#### WHAT TO WORK ON
From the entries below, work out the number of lines that hold the word "bool", and give that number alone.

** Opening GIVEN INFORMATION block **

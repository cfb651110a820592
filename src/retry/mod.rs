//! Retry budgets and the in-memory attempt counter.
//!
//! Two ladders bound how often a failing message is reprocessed:
//! - primary path: attempts counted per message key in a `RetryTracker`,
//!   immediate redelivery until `max_attempts` is reached
//! - poison path: attempts carried in the `x-retries` header, each retry
//!   delayed by `2^n` backoff units
//!
//! Counters live only in memory and are lost on restart.

use std::time::Duration;

use dashmap::DashMap;
use tracing::debug;

use crate::config::RetryConfig;

/// Retry budgets and backoff.
#[derive(Debug, Clone, PartialEq, Eq)]
pub struct RetryPolicy {
    /// Primary-path failures before a message is moved to the poison queue.
    pub max_attempts: u32,
    /// Delayed retries on the poison path before a message is dropped.
    pub max_poison_retries: u32,
    /// One backoff unit; retry `n` waits `2^n` units.
    pub backoff_unit: Duration,
}

impl Default for RetryPolicy {
    fn default() -> Self {
        Self {
            max_attempts: 3,
            max_poison_retries: 3,
            backoff_unit: Duration::from_secs(1),
        }
    }
}

impl RetryPolicy {
    pub fn from_config(config: &RetryConfig) -> Self {
        Self {
            max_attempts: config.max_attempts,
            max_poison_retries: config.max_poison_retries,
            backoff_unit: Duration::from_millis(config.backoff_unit_ms),
        }
    }

    /// Delay before poison retry `retry` (1-based): 2, 4, 8 units for 1, 2, 3.
    pub fn poison_delay(&self, retry: u32) -> Duration {
        self.backoff_unit.saturating_mul(1u32 << retry.min(20))
    }

    /// Whether a message whose `x-retries` header reads `retries` may be
    /// scheduled for another delayed attempt.
    pub fn allows_poison_retry(&self, retries: u32) -> bool {
        retries < self.max_poison_retries
    }
}

/// What to do after a primary-path failure.
#[derive(Debug, Clone, Copy, PartialEq, Eq)]
pub enum RetryDecision {
    /// Leave the message on the primary queue for another attempt.
    Retry { attempt: u32 },
    /// Budget exhausted: move the message to the poison queue.
    Escalate { attempts: u32 },
}

/// Counts primary-path failures per message key.
///
/// Entries are created on first failure and removed on success or once the
/// message has been moved to the poison queue. Safe to share between
/// consumer tasks.
#[derive(Debug)]
pub struct RetryTracker {
    counts: DashMap<String, u32>,
    max_attempts: u32,
}

impl RetryTracker {
    pub fn new(max_attempts: u32) -> Self {
        Self {
            counts: DashMap::new(),
            max_attempts,
        }
    }

    pub fn from_policy(policy: &RetryPolicy) -> Self {
        Self::new(policy.max_attempts)
    }

    /// Record one failure for `key` and decide whether to escalate.
    ///
    /// The count is kept on escalation; call `clear` once the message has
    /// actually been handed to the poison queue.
    pub fn record_failure(&self, key: &str) -> RetryDecision {
        let attempts = {
            let mut entry = self.counts.entry(key.to_string()).or_insert(0);
            *entry += 1;
            *entry
        };

        debug!(message_key = %key, attempts, max_attempts = self.max_attempts, "Recorded failure");

        if attempts >= self.max_attempts {
            RetryDecision::Escalate { attempts }
        } else {
            RetryDecision::Retry { attempt: attempts }
        }
    }

    /// Forget the failures recorded for `key`.
    pub fn clear(&self, key: &str) {
        self.counts.remove(key);
    }

    /// Failures currently recorded for `key` (0 if none).
    pub fn attempts(&self, key: &str) -> u32 {
        self.counts.get(key).map(|c| *c).unwrap_or(0)
    }

    /// Number of keys with recorded failures.
    pub fn len(&self) -> usize {
        self.counts.len()
    }

    pub fn is_empty(&self) -> bool {
        self.counts.is_empty()
    }
}

#[cfg(test)]
mod tests;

** Closing GIVEN INFORMATION block **

#### EXERCISE ANSWER
2